Chief Judge Kozinski On The Immigrant Experience And Judging

Here are some highlights for Chief Judge Kozinski's remarks at Yale Law School yesterday.

Conservative and libertarian judges on the Ninth Circuit — yes, they exist — have been showing the East Coast a lot of love lately. Last month, my former boss, Judge Diarmuid O’Scannlain, delivered the Joseph Story Distinguished Lecture at the Heritage Foundation (an excellent speech that you can watch here). Later this week, Judge O’Scannlain and one of his colleagues, Judge Carlos Bea, will make appearances at the Federalist Society’s National Lawyers Convention.
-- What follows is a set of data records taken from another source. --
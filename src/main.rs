use actix_web::{middleware, web::Data, App, HttpServer};
use tera::Tera;
use tracing::{error, info};
use tracing_subscriber::{layer::SubscriberExt, util::SubscriberInitExt};

use std::{
	process,
	sync::Arc
};

use crate::{
	config::{Config, GatewayConfig},
	gateway::{local, rest, Gateway}
};



mod config;
mod gateway;
mod post;
mod profile;
mod render;
mod runtime;
mod session;
mod view;
mod web;



pub const RETURN_CODE_OK: i32 = 0;
pub const RETURN_CODE_UNEXPECTED: i32 = 1;



pub struct Globals {
	gateway: Arc<dyn Gateway>,
	tera: tera::Tera
}



#[actix_web::main]
async fn main() {

	tracing_subscriber::registry()
		.with(
			tracing_subscriber::EnvFilter::try_from_default_env()
				.unwrap_or_else(|_| "info,connecthub=debug".into())
		)
		.with( tracing_subscriber::fmt::layer() )
		.init();

	let config = match Config::from_env() {
		Err(e) => { error!("Invalid configuration: {}", e); process::exit( RETURN_CODE_UNEXPECTED ) },
		Ok(config) => config
	};

	let tera = match Tera::new( &config.templates ) {
		Err(e) => { error!("Unable to load templates from {}: {}", config.templates, e); process::exit( RETURN_CODE_UNEXPECTED ) },
		Ok(tera) => tera
	};

	let gateway: Arc<dyn Gateway> = match &config.gateway {
		GatewayConfig::Rest { url, anon_key } => {
			info!("Using hosted gateway at {}", url);
			Arc::new( rest::Client::new( url, anon_key ) )
		},
		GatewayConfig::Local { database, seed } => {
			let store = match local::Store::open( database ).await {
				Err(e) => { error!("Unable to open {}: {}", database.display(), e); process::exit( RETURN_CODE_UNEXPECTED ) },
				Ok(store) => store
			};
			info!("Using local gateway at {}", database.display());

			if let Some(seed) = seed {
				if let Err(e) = store.ensure_account( &seed.email, &seed.full_name, &seed.password ).await {
					error!("Unable to set up account {}: {}", seed.email, e);
					process::exit( RETURN_CODE_UNEXPECTED )
				}
			}
			Arc::new( store )
		}
	};

	let globals = Arc::new( Globals {
		gateway,
		tera
	});

	let server = match HttpServer::new(move || {

		App::new()
			.app_data( Data::new( globals.clone() ) )
			.wrap( middleware::Logger::default() )
			.configure( web::routes )
	}).bind( &config.bind ) {
		Err(e) => { error!("Unable to start HTTP server on {}: {}", config.bind, e); process::exit( RETURN_CODE_UNEXPECTED ) },
		Ok(server) => server
	};
	info!("HTTP server starting on {}...", config.bind);

	match server.run().await {
		Err(e) => { error!("HTTP server error: {}", e); process::exit( RETURN_CODE_UNEXPECTED ) },
		Ok(()) => {}
	}

	info!("HTTP server stopped.");
	process::exit( RETURN_CODE_OK )
}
And yesterday, the ringmaster of the Ninth Circuit himself, Chief Judge Alex Kozinski, delivered a talk at Yale Law School entitled “The Immigrant Experience and Judging.” He spoke to a packed house in YLS’s largest classroom.

Here are some highlights from his remarks….
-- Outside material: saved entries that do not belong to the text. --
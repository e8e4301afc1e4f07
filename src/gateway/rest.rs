//! The hosted gateway, reached over HTTP.
//!
//! Tables are served under `/rest/v1/<table>` with filters, ordering and embedded joins encoded in
//! the query string. Accounts are served under `/auth/v1`.
//! Every request carries the project's anon key, and the caller's access token when there is one.

use std::sync::Arc;

use async_trait::async_trait;
use reqwest::{header, Method, RequestBuilder, Response, StatusCode};
use serde::Deserialize;
use serde_json::Value;
use tracing::{debug, warn};

use crate::{
	gateway::{Direction, Error, Filter, Gateway, Record, Result, Select, Table},
	session::Session
};



#[derive(Clone)]
pub struct Client {
	http: reqwest::Client,
	base_url: String,
	anon_key: String,
	/// The access token of the session this client acts for.
	bearer: Option<String>
}

#[derive(Deserialize)]
struct AuthUser {
	id: String,
	#[serde(default)]
	email: Option<String>
}

#[derive(Deserialize)]
struct TokenGrant {
	access_token: String,
	user: AuthUser
}



impl Client {

	pub fn new( base_url: &str, anon_key: &str ) -> Self {
		Self {
			http: reqwest::Client::new(),
			base_url: base_url.trim_end_matches('/').to_owned(),
			anon_key: anon_key.to_owned(),
			bearer: None
		}
	}

	fn table_url( &self, table: Table ) -> String {
		format!("{}/rest/v1/{}", self.base_url, table.name())
	}

	fn auth_url( &self, path: &str ) -> String {
		format!("{}/auth/v1/{}", self.base_url, path)
	}

	/// Starts a request with the key and token headers filled in.
	/// `token` overrides the bearer of this client.
	fn request( &self, method: Method, url: &str, token: Option<&str> ) -> RequestBuilder {
		let bearer = token.or( self.bearer.as_deref() ).unwrap_or( &self.anon_key );

		self.http.request( method, url )
			.header( "apikey", &self.anon_key )
			.header( header::AUTHORIZATION, format!("Bearer {}", bearer) )
	}
}

#[async_trait]
impl Gateway for Client {

	async fn select( &self, query: &Select ) -> Result<Vec<Record>> {
		query.validate()?;
		let pairs = query_pairs( query );
		debug!("rest select {}: {:?}", query.table.name(), pairs);

		let response = self.request( Method::GET, &self.table_url( query.table ), None )
			.query( &pairs )
			.send().await?;

		Ok( check( response ).await?.json::<Vec<Record>>().await? )
	}

	async fn insert( &self, table: Table, record: Record ) -> Result<()> {
		table.check_columns( record.keys().map(|k| k.as_str()) )?;
		debug!("rest insert into {}", table.name());

		let response = self.request( Method::POST, &self.table_url( table ), None )
			.header( "Prefer", "return=minimal" )
			.json( &record )
			.send().await?;

		check( response ).await?;
		Ok(())
	}

	async fn update( &self, table: Table, filters: &[Filter], patch: Record ) -> Result<()> {
		table.check_columns( patch.keys().map(|k| k.as_str()) )?;
		table.check_columns( filters.iter().map(|f| f.column) )?;
		debug!("rest update of {}", table.name());

		let response = self.request( Method::PATCH, &self.table_url( table ), None )
			.header( "Prefer", "return=minimal" )
			.query( &filter_pairs( filters ) )
			.json( &patch )
			.send().await?;

		check( response ).await?;
		Ok(())
	}

	async fn sign_in( &self, email: &str, password: &str ) -> Result<Option<Session>> {
		let response = self.request( Method::POST, &self.auth_url("token"), None )
			.query( &[("grant_type", "password")] )
			.json( &serde_json::json!({ "email": email, "password": password }) )
			.send().await?;

		// Wrong credentials are reported with a client error.
		if response.status() == StatusCode::BAD_REQUEST || response.status() == StatusCode::UNAUTHORIZED {
			return Ok( None )
		}

		let grant: TokenGrant = check( response ).await?.json().await?;
		Ok( Some( Session {
			user_id: grant.user.id,
			email: grant.user.email.unwrap_or_else(|| email.to_owned()),
			access_token: grant.access_token
		}))
	}

	async fn current_session( &self, access_token: &str ) -> Result<Option<Session>> {
		let response = self.request( Method::GET, &self.auth_url("user"), Some(access_token) )
			.send().await?;

		if response.status() == StatusCode::UNAUTHORIZED || response.status() == StatusCode::FORBIDDEN {
			return Ok( None )
		}

		let user: AuthUser = check( response ).await?.json().await?;
		Ok( Some( Session {
			user_id: user.id,
			email: user.email.unwrap_or_default(),
			access_token: access_token.to_owned()
		}))
	}

	async fn sign_out( &self, access_token: &str ) -> Result<()> {
		let response = self.request( Method::POST, &self.auth_url("logout"), Some(access_token) )
			.send().await?;

		check( response ).await?;
		Ok(())
	}

	fn with_session( &self, session: Option<&Session> ) -> Arc<dyn Gateway> {
		let mut scoped = self.clone();
		scoped.bearer = session.map(|s| s.access_token.clone());
		Arc::new( scoped )
	}
}



/// Encodes a select as query string pairs, e.g.
/// `select=id,content,profiles!posts_author_id_fkey(full_name,email)&author_id=eq.42&order=created_at.desc`.
pub fn query_pairs( query: &Select ) -> Vec<(String, String)> {
	let mut select = if query.columns.is_empty() {
		"*".to_owned()
	}
	else {
		query.columns.join(",")
	};

	if let Some(embed) = &query.embed {
		select.push_str( &format!(",{}!{}({})", embed.relation.target.name(), embed.relation.name, embed.columns.join(",")) );
	}

	let mut pairs = vec![("select".to_owned(), select)];
	pairs.extend( filter_pairs( &query.filters ) );

	if let Some(order) = &query.order {
		let direction = match order.direction {
			Direction::Descending => "desc"
		};
		pairs.push( ("order".to_owned(), format!("{}.{}", order.column, direction)) );
	}

	pairs
}

fn filter_pairs( filters: &[Filter] ) -> Vec<(String, String)> {
	filters.iter()
		.map(|f| (f.column.to_owned(), format!("eq.{}", f.value)))
		.collect()
}

/// Turns a non-success status into `Error::Api`, with the message the gateway gave for it.
async fn check( response: Response ) -> Result<Response> {
	let status = response.status();
	if status.is_success() {
		return Ok( response )
	}

	let body = response.text().await.unwrap_or_default();
	let message = error_message( &body );
	warn!("Gateway responded with {}: {}", status, message);

	Err( Error::Api {
		status: status.as_u16(),
		message
	})
}

fn error_message( body: &str ) -> String {
	let parsed: Option<Value> = serde_json::from_str( body ).ok();

	parsed.as_ref()
		.and_then(|v| ["message", "msg", "error_description", "error"].iter().find_map(|k| v.get(*k)?.as_str()))
		.map(str::to_owned)
		.unwrap_or_else(|| body.to_owned())
}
The event featured Judge Kozinski in conversation with Charlie Dameron, vice president for events of the Yale Federalist Society, which sponsored the event. Dameron asked smart and thoughtful questions, but he really didn’t need to do much; as we’ve seen from the judge’s prior appearances at YLS, he’s voluble, insightful, and funny.
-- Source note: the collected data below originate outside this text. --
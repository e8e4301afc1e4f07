//! Writing a new post.

use std::future::Future;

use tracing::{info, warn};

use crate::{
	gateway::{self, Gateway, Table},
	post::{NewPost, POST_MAX_LEN},
	session::Session,
	view::Failure
};



#[derive(Debug, Default)]
pub struct Composer {
	/// What has been typed so far.
	pub content: String,
	/// Set while a submission is underway. The submit control is disabled meanwhile.
	pub in_flight: bool,
	pub failure: Option<Failure>
}

/// Why a submission was not sent.
#[derive(Clone, Copy, Debug, PartialEq, Eq)]
pub enum Rejection {
	Blank,
	TooLong,
	SignedOut
}

#[derive(Clone, Copy, Debug, PartialEq, Eq)]
pub enum Submission {
	Created,
	Rejected( Rejection ),
	Failed( Failure )
}



impl From<Rejection> for Failure {
	fn from( rejection: Rejection ) -> Self {
		match rejection {
			Rejection::Blank => Self::EmptyPost,
			Rejection::TooLong => Self::PostTooLong,
			Rejection::SignedOut => Self::SignInToPost
		}
	}
}

impl Composer {

	pub fn with_content( content: impl Into<String> ) -> Self {
		Self {
			content: content.into(),
			..Default::default()
		}
	}

	/// The characters left before the limit.
	pub fn remaining( &self ) -> isize {
		POST_MAX_LEN as isize - self.content.chars().count() as isize
	}

	/// Whether the submit control should be enabled.
	pub fn can_submit( &self ) -> bool {
		!self.in_flight && !self.content.trim().is_empty()
	}

	/// Checks locally whether the content may be sent, and returns the trimmed content if so.
	pub fn validate<'a>( &'a self, session: Option<&'a Session> ) -> Result<(&'a str, &'a Session), Rejection> {
		let content = self.content.trim();
		if content.is_empty() {
			return Err( Rejection::Blank )
		}
		if content.chars().count() > POST_MAX_LEN {
			return Err( Rejection::TooLong )
		}
		let session = session.ok_or( Rejection::SignedOut )?;

		Ok( (content, session) )
	}

	/// Sends the post as the signed-in user.
	/// On success the input is cleared and `on_created` is awaited, so the caller can refresh.
	/// On failure, or when the content is rejected before sending, the input is left as it was and
	/// `failure` says why.
	pub async fn submit<F, Fut>( &mut self, gateway: &dyn Gateway, session: Option<&Session>, on_created: F ) -> Submission where
		F: FnOnce() -> Fut,
		Fut: Future<Output=()>
	{
		let (content, author_id) = match self.validate( session ) {
			Err(rejection) => {
				self.failure = Some( rejection.into() );
				return Submission::Rejected( rejection )
			},
			Ok((content, session)) => (content.to_owned(), session.user_id.clone())
		};

		self.in_flight = true;
		self.failure = None;
		let result = create_post( gateway, &author_id, &content ).await;
		self.in_flight = false;

		match result {
			Ok(()) => {
				self.content.clear();
				on_created().await;
				Submission::Created
			},
			Err(e) => {
				warn!("Unable to create post: {}", e);
				let failure = Failure::from_gateway( &e, Failure::CreatePost, Failure::Unexpected );
				self.failure = Some( failure );
				Submission::Failed( failure )
			}
		}
	}
}



pub async fn create_post( gateway: &dyn Gateway, author_id: &str, content: &str ) -> gateway::Result<()> {
	let record = gateway::to_record( &NewPost { author_id, content } )?;
	gateway.insert( Table::Posts, record ).await?;

	info!("Post created by {}", author_id);
	Ok(())
}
Judge Kozinski, who came to the United States from Romania at age 12, began by describing his childhood in that country. The state exercised great control people’s lives, one could not speak freely, and consumer goods of decent quality were in short supply. Having grown up in that environment, he does not take the United States for granted:

“Sometimes people ask me: Why did you come to America? This is a question that only an American would ask. You went to America because you could!”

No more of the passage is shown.